Consciencieux. Je n'avais pas écrit ça d'un mangaka depuis si longtemps. Le travail d'un passionné, c'est d'autant plus beau que c'est rare. La passion, contrairement à bon nombre d'auteurs cauteleux et habiles, Hayao Miyazaki ne la simule pas par le trait afin que la forme ne dissimule l'absence de fond. Elle nous est révélée posément et sans éclat tapageur dans un cadre partagé entre le bucolique et le ténébreux.

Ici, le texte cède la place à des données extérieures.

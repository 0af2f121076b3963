//! # Level Grids
//!
//! Fixed-size row-major grids for terrain cells and per-cell boolean masks.

use super::{Position, Rect};
use serde::{Deserialize, Serialize};
use std::fmt;
use std::ops::{Index, IndexMut};

/// Terrain cell kinds a generated level is made of.
#[derive(Debug, Clone, Copy, PartialEq, Eq, Hash, Default, Serialize, Deserialize)]
pub enum TerrainKind {
    /// Solid rock
    #[default]
    Wall,
    /// Open ground
    Floor,
    /// Passable vegetation that blocks sight
    Foliage,
    /// Passable debris
    Rubble,
    /// Impassable wall that can be seen through
    TranslucentWall,
}

impl TerrainKind {
    /// Returns whether creatures can walk on this kind of cell.
    ///
    /// # Examples
    ///
    /// ```
    /// use delve::TerrainKind;
    ///
    /// assert!(TerrainKind::Foliage.is_passable());
    /// assert!(!TerrainKind::TranslucentWall.is_passable());
    /// ```
    pub fn is_passable(self) -> bool {
        matches!(
            self,
            TerrainKind::Floor | TerrainKind::Foliage | TerrainKind::Rubble
        )
    }

    /// Character used for ASCII dumps of a level.
    pub fn glyph(self) -> char {
        match self {
            TerrainKind::Wall => '#',
            TerrainKind::Floor => '.',
            TerrainKind::Foliage => '"',
            TerrainKind::Rubble => ':',
            TerrainKind::TranslucentWall => 'W',
        }
    }
}

/// A fixed-size two-dimensional grid stored row by row.
///
/// Indexing with a [`Position`] panics when it lies outside the grid; use
/// [`Grid::get`] for checked access.
#[derive(Debug, Clone, PartialEq, Eq, Serialize, Deserialize)]
pub struct Grid<T> {
    width: i32,
    height: i32,
    cells: Vec<T>,
}

/// The terrain layer of a level.
pub type TerrainGrid = Grid<TerrainKind>;

/// A per-cell flag layer (vault footprints, tunnels, scratch visits).
pub type Mask = Grid<bool>;

impl<T: Clone> Grid<T> {
    /// Creates a grid with every cell set to `fill`.
    ///
    /// # Examples
    ///
    /// ```
    /// use delve::{Grid, Position, TerrainKind};
    ///
    /// let grid = Grid::new(80, 21, TerrainKind::Wall);
    /// assert_eq!(grid.width(), 80);
    /// assert_eq!(grid[Position::new(79, 20)], TerrainKind::Wall);
    /// ```
    pub fn new(width: i32, height: i32, fill: T) -> Self {
        let len = (width.max(0) * height.max(0)) as usize;
        Self {
            width,
            height,
            cells: vec![fill; len],
        }
    }
}

impl<T> Grid<T> {
    pub fn width(&self) -> i32 {
        self.width
    }

    pub fn height(&self) -> i32 {
        self.height
    }

    /// Total number of cells.
    pub fn len(&self) -> usize {
        self.cells.len()
    }

    pub fn is_empty(&self) -> bool {
        self.cells.is_empty()
    }

    /// The rectangle covering the whole grid.
    pub fn bounds(&self) -> Rect {
        Rect::new(0, 0, self.width, self.height)
    }

    /// Checks whether a position lies inside the grid.
    pub fn in_bounds(&self, pos: Position) -> bool {
        pos.x >= 0 && pos.y >= 0 && pos.x < self.width && pos.y < self.height
    }

    /// Checks whether a position lies on the outermost ring of the grid.
    pub fn on_border(&self, pos: Position) -> bool {
        self.in_bounds(pos)
            && (pos.x == 0 || pos.y == 0 || pos.x == self.width - 1 || pos.y == self.height - 1)
    }

    fn index_of(&self, pos: Position) -> Option<usize> {
        self.in_bounds(pos)
            .then(|| (pos.y * self.width + pos.x) as usize)
    }

    /// Gets a reference to a cell, or `None` outside the grid.
    pub fn get(&self, pos: Position) -> Option<&T> {
        self.index_of(pos).map(|index| &self.cells[index])
    }

    /// Gets a mutable reference to a cell, or `None` outside the grid.
    pub fn get_mut(&mut self, pos: Position) -> Option<&mut T> {
        self.index_of(pos).map(move |index| &mut self.cells[index])
    }

    /// Iterates over every position of the grid, row by row.
    pub fn positions(&self) -> impl Iterator<Item = Position> {
        self.bounds().positions()
    }

    /// Iterates over `(position, cell)` pairs, row by row.
    pub fn iter(&self) -> impl Iterator<Item = (Position, &T)> + '_ {
        self.positions().zip(self.cells.iter())
    }

    /// Counts cells matching a predicate.
    pub fn count_where(&self, mut predicate: impl FnMut(&T) -> bool) -> usize {
        self.cells.iter().filter(|cell| predicate(cell)).count()
    }
}

impl<T> Index<Position> for Grid<T> {
    type Output = T;

    fn index(&self, pos: Position) -> &T {
        match self.index_of(pos) {
            Some(index) => &self.cells[index],
            None => panic!(
                "position {:?} outside {}x{} grid",
                pos, self.width, self.height
            ),
        }
    }
}

impl<T> IndexMut<Position> for Grid<T> {
    fn index_mut(&mut self, pos: Position) -> &mut T {
        match self.index_of(pos) {
            Some(index) => &mut self.cells[index],
            None => panic!(
                "position {:?} outside {}x{} grid",
                pos, self.width, self.height
            ),
        }
    }
}

impl Grid<TerrainKind> {
    /// Returns whether the cell is inside the grid and passable.
    pub fn is_passable(&self, pos: Position) -> bool {
        self.get(pos).is_some_and(|kind| kind.is_passable())
    }

    /// Counts passable cells.
    pub fn passable_count(&self) -> usize {
        self.count_where(|kind| kind.is_passable())
    }
}

impl Grid<bool> {
    /// Returns whether the flag is set; positions outside the grid are unset.
    pub fn is_set(&self, pos: Position) -> bool {
        self.get(pos).copied().unwrap_or(false)
    }

    /// Positions of every set flag, row by row.
    pub fn set_positions(&self) -> Vec<Position> {
        self.iter()
            .filter(|(_, &flag)| flag)
            .map(|(pos, _)| pos)
            .collect()
    }
}

impl fmt::Display for Grid<TerrainKind> {
    fn fmt(&self, f: &mut fmt::Formatter<'_>) -> fmt::Result {
        for row in self.cells.chunks(self.width.max(1) as usize) {
            let line: String = row.iter().map(|kind| kind.glyph()).collect();
            writeln!(f, "{}", line)?;
        }
        Ok(())
    }
}

#[cfg(test)]
mod tests {
    use super::*;

    #[test]
    fn test_grid_indexing_is_row_major() {
        let mut grid = Grid::new(4, 3, 0u8);
        grid[Position::new(3, 1)] = 7;
        assert_eq!(grid.get(Position::new(3, 1)), Some(&7));
        assert_eq!(grid.iter().position(|(_, &v)| v == 7), Some(7));
        assert_eq!(grid.get(Position::new(4, 1)), None);
        assert_eq!(grid.get(Position::new(-1, 0)), None);
    }

    #[test]
    fn test_border_detection() {
        let grid = Grid::new(5, 4, TerrainKind::Wall);
        assert!(grid.on_border(Position::new(0, 2)));
        assert!(grid.on_border(Position::new(4, 3)));
        assert!(!grid.on_border(Position::new(2, 2)));
        assert!(!grid.on_border(Position::new(5, 2)));
    }

    #[test]
    fn test_passable_helpers() {
        let mut grid = Grid::new(3, 3, TerrainKind::Wall);
        grid[Position::new(1, 1)] = TerrainKind::Rubble;
        grid[Position::new(2, 1)] = TerrainKind::TranslucentWall;
        assert!(grid.is_passable(Position::new(1, 1)));
        assert!(!grid.is_passable(Position::new(2, 1)));
        assert!(!grid.is_passable(Position::new(9, 9)));
        assert_eq!(grid.passable_count(), 1);
    }

    #[test]
    fn test_display_renders_rows() {
        let mut grid = Grid::new(3, 2, TerrainKind::Wall);
        grid[Position::new(1, 0)] = TerrainKind::Floor;
        grid[Position::new(2, 1)] = TerrainKind::Foliage;
        assert_eq!(grid.to_string(), "#.#\n##\"\n");
    }

    #[test]
    #[should_panic(expected = "outside")]
    fn test_out_of_bounds_index_panics() {
        let grid = Grid::new(2, 2, false);
        let _ = grid[Position::new(2, 0)];
    }
}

Rien de tel que les bases d'un univers bien posé pour mettre son lecteur dans les meilleures dispositions qui soient. Fut-ce là la meilleure représentation d'un univers post-industriel qu'il m'ait été donné de contempler ? Les candidats se bousculent mais les compétiteurs font décidément pâle figure en comparaison. La conclusion d'impose d'elle même.
Tout est admirablement conçu, à commencer par la technologie employée. Les aéroplanes vol-au-vent, grenades tromboscopiques et autres ustensiles usinés précisément pour s'adapter à l'univers dépeint sont autant de merveilles alliant novation et réalisme qui contribueront à nous immerger davantage dans l'œuvre. Leur emploi en est si naturel qu'elle révèle d'autant mieux le caractère authentique de l'œuvre.
Chercher à nous impressionner ne figure pas à l'ordre des priorités de Miyazaki, il a vocation à nous déballer son univers sans jamais s'en remettre au tape-à-l'œil. La simplicité révélée dans le complexe, l'harmonie toute trouvée entre la technique et la nature pour aboutir à ce nouveau monde, y'a pas à dire... c'est du travail d'orfèvre. Je ne pense d'ailleurs pas me tromper en supputant que Masatoshi Usune s'en est judicieusement inspiré pour en garnir l'univers graphique de son Sunabozu.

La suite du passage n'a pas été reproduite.